(Recorded data)
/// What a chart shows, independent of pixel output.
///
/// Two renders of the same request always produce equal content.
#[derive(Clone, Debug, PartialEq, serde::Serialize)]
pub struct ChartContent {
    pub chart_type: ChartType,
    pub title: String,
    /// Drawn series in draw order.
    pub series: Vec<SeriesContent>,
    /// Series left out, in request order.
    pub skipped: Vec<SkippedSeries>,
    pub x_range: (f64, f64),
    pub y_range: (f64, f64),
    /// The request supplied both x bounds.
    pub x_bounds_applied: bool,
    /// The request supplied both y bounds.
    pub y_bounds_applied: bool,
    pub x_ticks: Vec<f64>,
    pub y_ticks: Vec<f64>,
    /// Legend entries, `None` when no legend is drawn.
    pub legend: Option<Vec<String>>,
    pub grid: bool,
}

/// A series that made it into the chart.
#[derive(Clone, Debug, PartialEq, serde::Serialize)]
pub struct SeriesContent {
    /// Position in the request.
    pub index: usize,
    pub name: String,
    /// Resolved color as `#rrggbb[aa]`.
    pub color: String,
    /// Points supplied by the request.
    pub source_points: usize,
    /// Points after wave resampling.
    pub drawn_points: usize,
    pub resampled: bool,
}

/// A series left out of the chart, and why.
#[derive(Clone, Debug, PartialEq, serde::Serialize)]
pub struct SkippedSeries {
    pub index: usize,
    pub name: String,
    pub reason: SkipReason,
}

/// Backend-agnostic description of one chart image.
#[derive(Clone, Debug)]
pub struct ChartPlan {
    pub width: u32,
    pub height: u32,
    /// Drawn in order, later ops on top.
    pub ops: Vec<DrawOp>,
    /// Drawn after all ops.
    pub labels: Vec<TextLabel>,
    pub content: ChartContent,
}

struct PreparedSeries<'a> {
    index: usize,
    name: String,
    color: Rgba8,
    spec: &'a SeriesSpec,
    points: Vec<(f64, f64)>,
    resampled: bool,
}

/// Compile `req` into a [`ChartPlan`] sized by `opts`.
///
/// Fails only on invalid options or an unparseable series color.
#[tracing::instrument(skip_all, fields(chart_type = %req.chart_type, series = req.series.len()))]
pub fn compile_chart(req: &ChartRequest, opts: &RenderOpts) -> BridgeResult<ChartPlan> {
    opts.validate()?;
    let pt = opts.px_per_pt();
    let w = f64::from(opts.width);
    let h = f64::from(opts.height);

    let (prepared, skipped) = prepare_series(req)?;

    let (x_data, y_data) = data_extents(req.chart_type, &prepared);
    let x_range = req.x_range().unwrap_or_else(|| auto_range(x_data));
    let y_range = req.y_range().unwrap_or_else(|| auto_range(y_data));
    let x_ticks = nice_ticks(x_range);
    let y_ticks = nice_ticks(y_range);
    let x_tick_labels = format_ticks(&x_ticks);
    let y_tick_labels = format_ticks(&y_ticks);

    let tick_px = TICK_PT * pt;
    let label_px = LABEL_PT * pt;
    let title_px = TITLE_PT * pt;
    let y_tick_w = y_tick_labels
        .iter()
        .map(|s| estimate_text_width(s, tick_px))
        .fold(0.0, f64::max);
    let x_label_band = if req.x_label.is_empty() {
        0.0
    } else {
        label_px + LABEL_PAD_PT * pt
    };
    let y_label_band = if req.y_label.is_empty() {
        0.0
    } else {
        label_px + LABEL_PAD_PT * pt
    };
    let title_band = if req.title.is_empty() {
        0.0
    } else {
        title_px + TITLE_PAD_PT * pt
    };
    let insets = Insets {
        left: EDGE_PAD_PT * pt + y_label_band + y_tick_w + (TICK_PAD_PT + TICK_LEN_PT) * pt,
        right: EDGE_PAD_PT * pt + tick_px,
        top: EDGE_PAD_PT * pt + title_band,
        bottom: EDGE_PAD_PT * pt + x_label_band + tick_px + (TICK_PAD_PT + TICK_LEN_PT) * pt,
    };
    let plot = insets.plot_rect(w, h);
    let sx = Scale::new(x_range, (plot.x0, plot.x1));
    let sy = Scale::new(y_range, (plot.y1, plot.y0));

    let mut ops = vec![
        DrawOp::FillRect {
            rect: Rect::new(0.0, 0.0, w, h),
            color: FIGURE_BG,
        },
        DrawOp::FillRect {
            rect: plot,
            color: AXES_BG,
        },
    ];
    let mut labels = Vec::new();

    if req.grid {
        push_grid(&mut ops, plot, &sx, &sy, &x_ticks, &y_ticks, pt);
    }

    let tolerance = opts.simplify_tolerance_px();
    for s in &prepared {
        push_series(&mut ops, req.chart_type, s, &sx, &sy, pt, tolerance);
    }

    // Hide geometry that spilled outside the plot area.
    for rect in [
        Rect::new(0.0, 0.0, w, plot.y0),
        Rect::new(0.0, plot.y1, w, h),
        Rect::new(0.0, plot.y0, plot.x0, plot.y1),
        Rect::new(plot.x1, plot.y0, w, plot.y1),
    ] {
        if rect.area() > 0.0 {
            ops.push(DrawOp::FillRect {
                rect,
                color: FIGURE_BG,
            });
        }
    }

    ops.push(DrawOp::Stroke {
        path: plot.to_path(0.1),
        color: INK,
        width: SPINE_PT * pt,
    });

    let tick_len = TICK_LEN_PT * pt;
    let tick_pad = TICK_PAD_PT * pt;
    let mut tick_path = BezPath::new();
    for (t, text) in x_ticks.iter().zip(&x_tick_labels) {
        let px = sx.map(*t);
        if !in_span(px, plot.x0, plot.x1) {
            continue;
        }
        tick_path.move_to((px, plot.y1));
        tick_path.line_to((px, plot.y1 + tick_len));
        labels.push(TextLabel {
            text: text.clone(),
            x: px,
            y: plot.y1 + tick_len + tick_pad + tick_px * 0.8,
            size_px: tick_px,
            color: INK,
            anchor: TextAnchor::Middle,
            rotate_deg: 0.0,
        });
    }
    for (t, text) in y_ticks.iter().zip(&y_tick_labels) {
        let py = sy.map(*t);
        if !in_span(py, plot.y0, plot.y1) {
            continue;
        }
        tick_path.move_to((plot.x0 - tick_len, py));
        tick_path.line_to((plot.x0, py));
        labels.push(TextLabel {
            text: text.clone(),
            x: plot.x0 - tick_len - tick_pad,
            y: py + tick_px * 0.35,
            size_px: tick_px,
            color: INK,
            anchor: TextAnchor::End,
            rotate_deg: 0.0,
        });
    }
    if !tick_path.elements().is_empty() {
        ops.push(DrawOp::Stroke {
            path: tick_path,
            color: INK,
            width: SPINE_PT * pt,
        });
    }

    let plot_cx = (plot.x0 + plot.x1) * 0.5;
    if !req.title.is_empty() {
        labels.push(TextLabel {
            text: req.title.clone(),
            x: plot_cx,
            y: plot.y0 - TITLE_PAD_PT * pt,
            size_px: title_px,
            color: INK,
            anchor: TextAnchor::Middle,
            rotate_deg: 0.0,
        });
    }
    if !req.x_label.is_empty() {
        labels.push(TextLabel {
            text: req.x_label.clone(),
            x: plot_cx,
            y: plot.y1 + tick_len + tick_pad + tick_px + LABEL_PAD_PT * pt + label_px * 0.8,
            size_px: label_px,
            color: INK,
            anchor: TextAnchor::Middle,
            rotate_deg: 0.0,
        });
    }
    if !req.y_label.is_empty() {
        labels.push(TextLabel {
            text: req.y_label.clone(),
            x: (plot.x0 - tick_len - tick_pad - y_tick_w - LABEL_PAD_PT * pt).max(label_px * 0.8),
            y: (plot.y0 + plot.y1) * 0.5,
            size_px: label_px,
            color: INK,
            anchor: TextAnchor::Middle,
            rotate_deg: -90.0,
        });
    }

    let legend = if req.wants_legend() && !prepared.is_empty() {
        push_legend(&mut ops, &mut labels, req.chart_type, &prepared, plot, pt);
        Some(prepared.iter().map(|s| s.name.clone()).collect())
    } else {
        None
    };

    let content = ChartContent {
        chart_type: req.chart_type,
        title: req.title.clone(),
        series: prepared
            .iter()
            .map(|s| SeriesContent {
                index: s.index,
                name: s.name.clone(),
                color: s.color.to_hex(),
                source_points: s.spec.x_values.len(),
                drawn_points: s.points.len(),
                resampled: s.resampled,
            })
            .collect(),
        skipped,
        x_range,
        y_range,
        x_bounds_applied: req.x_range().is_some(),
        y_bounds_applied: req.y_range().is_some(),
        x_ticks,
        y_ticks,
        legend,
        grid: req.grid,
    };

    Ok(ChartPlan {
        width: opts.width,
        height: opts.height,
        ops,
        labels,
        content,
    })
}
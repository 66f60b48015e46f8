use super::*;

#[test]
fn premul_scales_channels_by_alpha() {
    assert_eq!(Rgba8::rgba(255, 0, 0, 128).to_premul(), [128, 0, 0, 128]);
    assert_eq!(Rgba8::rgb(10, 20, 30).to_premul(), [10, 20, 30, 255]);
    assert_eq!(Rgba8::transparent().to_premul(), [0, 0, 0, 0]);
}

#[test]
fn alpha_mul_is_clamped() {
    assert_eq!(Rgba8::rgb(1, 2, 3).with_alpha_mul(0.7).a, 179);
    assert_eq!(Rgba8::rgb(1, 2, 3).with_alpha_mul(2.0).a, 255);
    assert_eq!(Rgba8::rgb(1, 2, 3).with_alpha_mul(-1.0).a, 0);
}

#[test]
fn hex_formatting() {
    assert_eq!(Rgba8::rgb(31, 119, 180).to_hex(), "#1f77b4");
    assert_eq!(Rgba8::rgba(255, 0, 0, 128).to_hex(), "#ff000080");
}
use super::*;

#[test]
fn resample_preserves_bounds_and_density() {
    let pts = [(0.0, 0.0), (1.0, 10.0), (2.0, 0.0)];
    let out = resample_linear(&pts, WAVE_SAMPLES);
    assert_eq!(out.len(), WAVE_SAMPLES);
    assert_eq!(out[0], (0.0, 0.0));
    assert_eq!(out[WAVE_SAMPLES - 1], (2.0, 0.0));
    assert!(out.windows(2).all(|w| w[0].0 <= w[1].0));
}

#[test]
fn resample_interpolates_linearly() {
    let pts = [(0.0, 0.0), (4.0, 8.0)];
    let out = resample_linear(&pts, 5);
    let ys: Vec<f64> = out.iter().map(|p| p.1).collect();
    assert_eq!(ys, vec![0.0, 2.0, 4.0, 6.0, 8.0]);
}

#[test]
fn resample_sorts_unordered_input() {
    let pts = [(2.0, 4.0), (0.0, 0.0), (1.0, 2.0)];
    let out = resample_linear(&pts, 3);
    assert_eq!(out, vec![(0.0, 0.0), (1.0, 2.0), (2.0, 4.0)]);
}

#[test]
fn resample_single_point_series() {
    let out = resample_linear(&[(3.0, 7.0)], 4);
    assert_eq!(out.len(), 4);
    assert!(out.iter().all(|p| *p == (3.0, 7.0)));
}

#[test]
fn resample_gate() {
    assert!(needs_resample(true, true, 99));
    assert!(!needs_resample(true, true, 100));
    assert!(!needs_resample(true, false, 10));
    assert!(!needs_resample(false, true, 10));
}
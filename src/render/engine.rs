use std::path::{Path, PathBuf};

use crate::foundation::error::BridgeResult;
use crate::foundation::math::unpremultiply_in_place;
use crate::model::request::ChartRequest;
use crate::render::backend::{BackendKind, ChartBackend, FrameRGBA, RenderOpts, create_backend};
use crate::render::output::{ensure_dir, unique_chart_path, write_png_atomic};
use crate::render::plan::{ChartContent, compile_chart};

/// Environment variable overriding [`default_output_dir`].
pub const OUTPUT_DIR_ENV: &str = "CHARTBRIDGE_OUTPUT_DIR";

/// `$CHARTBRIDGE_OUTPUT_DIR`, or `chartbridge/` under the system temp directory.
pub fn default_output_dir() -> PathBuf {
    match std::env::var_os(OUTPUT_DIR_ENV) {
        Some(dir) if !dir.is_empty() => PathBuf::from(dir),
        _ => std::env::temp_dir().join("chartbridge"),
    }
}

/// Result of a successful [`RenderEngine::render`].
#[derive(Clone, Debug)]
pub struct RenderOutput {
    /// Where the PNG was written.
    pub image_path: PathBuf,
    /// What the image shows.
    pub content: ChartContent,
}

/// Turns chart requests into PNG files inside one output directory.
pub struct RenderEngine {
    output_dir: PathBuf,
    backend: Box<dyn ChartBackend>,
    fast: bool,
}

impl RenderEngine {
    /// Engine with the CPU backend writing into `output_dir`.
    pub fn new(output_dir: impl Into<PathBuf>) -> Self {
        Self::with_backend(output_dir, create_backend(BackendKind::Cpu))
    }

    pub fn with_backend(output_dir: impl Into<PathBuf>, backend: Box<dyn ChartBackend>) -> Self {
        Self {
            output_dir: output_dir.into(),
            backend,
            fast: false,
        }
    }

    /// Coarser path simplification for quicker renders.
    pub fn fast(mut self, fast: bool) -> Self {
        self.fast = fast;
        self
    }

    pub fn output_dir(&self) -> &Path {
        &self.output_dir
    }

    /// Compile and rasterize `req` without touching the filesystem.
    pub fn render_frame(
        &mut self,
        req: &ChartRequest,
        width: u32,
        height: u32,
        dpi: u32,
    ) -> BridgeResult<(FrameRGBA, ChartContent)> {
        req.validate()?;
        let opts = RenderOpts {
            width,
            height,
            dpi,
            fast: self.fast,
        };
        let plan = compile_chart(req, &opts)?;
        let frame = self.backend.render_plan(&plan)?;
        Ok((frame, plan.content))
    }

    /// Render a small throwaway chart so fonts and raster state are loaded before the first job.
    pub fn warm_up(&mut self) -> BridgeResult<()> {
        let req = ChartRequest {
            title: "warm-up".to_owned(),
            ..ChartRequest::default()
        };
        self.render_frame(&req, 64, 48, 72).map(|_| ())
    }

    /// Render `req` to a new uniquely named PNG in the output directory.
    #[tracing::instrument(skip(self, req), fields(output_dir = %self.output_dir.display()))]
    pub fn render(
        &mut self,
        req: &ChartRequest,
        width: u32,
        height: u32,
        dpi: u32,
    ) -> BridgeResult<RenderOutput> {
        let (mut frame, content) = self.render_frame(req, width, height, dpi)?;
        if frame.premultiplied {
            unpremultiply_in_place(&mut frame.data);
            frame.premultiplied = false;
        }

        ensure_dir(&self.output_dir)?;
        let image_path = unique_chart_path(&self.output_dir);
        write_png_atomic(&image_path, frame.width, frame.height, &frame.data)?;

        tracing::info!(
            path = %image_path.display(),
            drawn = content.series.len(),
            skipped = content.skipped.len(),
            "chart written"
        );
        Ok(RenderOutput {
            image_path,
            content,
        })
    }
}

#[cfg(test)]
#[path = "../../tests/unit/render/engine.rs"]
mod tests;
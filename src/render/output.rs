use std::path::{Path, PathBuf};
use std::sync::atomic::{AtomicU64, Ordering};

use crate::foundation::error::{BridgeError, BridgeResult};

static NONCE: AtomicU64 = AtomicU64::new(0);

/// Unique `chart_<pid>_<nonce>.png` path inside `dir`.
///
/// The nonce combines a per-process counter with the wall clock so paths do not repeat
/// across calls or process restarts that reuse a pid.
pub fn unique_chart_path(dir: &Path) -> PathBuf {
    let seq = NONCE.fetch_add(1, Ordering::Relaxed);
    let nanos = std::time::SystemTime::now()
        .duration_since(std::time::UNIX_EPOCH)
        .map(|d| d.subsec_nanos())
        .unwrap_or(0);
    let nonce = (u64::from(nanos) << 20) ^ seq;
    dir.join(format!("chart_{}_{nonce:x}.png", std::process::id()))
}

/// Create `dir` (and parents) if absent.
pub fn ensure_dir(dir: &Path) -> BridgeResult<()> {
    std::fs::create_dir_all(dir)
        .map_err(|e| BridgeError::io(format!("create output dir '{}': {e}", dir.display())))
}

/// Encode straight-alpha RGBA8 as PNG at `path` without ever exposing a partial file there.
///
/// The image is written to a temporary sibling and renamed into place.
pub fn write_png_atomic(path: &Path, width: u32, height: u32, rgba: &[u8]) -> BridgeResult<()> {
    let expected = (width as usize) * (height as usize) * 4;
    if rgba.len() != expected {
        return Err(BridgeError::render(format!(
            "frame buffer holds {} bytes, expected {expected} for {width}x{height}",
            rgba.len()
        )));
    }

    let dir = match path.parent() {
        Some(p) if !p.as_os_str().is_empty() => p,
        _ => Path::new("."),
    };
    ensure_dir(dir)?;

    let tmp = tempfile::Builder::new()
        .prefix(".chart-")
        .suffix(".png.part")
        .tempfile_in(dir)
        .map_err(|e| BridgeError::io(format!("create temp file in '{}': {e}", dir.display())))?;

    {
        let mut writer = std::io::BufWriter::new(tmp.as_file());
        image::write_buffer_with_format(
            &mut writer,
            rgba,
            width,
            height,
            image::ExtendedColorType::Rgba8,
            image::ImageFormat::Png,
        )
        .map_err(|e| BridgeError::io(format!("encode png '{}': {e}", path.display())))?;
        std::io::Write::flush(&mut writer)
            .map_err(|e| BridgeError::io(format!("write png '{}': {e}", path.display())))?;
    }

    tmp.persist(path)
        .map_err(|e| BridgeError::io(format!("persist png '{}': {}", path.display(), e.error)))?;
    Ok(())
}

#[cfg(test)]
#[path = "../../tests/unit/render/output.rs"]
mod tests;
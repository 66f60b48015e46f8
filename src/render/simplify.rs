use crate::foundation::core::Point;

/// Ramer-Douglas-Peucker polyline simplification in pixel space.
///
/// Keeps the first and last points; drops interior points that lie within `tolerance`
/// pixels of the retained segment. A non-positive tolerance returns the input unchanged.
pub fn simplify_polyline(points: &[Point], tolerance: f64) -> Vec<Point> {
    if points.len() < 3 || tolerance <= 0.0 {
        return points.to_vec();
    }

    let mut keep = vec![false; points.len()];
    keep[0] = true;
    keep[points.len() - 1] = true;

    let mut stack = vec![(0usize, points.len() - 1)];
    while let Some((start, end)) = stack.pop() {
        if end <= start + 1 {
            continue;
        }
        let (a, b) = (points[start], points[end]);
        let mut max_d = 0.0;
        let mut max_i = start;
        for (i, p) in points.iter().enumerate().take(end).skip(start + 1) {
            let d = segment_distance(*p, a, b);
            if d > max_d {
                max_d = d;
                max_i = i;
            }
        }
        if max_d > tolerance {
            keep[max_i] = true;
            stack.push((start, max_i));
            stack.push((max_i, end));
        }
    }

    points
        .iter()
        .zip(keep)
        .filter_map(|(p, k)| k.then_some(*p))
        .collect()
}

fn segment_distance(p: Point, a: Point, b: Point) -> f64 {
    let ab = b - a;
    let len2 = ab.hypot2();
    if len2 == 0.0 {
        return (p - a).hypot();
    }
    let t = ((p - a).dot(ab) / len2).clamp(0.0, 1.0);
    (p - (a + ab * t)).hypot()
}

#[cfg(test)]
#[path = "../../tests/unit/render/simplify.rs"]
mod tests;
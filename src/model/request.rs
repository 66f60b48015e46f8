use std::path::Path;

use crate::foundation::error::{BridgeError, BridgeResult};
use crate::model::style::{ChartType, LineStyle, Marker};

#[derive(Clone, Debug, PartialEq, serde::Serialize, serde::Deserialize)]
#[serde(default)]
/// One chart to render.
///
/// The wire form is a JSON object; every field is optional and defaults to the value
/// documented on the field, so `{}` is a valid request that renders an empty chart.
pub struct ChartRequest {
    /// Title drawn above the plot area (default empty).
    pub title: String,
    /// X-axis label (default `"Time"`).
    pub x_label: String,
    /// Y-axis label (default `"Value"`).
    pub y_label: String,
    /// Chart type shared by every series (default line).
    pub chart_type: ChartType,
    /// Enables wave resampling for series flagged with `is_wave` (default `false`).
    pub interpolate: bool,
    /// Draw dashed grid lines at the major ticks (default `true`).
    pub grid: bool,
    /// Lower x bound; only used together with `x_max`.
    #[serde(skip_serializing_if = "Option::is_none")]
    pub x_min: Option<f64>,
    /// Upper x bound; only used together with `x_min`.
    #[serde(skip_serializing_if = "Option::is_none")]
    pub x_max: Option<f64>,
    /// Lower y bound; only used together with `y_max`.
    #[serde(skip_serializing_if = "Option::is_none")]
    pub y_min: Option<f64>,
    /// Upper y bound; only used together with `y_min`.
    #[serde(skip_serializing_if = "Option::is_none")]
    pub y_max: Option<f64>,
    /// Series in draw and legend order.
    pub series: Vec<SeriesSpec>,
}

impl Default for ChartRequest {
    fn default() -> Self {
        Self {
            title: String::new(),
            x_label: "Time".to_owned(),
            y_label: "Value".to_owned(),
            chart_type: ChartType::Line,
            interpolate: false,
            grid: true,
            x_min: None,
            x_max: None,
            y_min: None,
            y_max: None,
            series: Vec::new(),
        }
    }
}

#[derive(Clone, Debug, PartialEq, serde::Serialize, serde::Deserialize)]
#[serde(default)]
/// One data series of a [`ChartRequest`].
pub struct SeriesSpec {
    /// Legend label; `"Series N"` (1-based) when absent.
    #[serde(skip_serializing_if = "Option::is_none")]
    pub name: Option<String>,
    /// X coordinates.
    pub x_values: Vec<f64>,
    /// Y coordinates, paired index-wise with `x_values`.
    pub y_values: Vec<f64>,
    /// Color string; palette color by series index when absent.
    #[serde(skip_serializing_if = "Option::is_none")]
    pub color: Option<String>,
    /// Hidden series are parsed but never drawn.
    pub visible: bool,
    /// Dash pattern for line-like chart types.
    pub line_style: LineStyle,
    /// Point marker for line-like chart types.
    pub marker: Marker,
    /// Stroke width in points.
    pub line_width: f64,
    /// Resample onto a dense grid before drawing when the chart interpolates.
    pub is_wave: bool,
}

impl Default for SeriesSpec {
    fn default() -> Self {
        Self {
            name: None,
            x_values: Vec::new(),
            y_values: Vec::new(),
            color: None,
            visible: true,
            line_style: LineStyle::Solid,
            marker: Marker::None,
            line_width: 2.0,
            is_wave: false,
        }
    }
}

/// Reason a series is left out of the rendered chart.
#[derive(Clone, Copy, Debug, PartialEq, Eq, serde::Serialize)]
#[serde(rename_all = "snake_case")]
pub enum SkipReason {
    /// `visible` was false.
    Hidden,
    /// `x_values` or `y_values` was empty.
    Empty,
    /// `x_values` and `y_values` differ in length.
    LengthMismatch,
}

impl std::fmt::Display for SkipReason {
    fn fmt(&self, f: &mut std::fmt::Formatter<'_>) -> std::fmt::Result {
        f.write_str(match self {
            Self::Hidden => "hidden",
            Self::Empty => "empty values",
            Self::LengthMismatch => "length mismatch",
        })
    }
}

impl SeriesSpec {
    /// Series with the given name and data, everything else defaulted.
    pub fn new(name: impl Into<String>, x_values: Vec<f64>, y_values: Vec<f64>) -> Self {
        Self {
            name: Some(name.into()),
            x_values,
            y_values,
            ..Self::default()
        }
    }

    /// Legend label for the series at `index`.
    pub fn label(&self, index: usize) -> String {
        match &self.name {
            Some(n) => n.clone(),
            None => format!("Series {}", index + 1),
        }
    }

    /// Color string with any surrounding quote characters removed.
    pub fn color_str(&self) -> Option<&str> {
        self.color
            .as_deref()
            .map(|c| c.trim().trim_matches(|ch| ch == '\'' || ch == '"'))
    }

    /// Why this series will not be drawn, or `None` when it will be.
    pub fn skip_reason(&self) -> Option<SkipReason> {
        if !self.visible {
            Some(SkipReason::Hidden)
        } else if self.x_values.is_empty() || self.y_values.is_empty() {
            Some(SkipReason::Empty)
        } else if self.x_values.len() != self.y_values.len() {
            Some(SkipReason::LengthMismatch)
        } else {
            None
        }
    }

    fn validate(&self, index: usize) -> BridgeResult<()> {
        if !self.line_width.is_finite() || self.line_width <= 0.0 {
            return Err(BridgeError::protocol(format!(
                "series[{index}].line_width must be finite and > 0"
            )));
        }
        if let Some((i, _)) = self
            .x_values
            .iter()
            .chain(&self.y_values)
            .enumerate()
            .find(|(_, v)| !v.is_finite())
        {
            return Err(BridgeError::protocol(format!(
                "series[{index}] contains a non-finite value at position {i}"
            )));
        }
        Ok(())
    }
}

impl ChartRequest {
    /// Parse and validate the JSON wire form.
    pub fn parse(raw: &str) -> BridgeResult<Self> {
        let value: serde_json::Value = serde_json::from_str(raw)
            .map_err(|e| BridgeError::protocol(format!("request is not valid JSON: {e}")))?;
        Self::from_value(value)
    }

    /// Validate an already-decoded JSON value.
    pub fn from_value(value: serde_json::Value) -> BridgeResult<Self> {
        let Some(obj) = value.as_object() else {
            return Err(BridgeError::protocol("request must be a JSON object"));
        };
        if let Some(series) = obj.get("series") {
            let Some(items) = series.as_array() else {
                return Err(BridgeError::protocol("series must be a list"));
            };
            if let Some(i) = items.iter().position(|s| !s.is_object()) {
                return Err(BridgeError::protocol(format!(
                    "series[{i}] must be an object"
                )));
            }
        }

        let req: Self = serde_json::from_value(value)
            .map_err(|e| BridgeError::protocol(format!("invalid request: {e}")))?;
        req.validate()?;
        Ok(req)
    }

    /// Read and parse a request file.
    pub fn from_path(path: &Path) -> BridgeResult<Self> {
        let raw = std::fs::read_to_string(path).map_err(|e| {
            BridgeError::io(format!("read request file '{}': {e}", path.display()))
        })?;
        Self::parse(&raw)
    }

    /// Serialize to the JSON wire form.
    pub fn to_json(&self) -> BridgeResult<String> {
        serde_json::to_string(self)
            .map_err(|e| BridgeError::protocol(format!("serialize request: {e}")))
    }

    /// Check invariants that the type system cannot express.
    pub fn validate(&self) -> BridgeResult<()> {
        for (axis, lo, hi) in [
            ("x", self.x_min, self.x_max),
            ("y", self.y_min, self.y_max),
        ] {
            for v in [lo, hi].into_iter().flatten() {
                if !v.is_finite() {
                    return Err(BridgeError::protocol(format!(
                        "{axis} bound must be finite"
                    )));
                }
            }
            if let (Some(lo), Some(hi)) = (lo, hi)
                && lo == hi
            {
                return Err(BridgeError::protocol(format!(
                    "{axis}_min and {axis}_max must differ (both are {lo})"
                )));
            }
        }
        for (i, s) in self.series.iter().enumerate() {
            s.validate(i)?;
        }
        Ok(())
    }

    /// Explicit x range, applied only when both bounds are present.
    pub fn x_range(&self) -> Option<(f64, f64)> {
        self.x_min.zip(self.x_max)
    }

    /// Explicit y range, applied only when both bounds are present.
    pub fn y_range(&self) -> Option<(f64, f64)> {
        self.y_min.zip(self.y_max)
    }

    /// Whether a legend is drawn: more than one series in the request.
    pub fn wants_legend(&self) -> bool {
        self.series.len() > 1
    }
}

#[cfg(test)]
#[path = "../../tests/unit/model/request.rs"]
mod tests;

WHAT THE EXERCISE ASKS -
Every line holding the word "stack" should be copied out of the records above.

WRITTEN REPLY -
    let mut stack = vec![(0usize, points.len() - 1)];
    while let Some((start, end)) = stack.pop() {
            stack.push((start, max_i));
            stack.push((max_i, end));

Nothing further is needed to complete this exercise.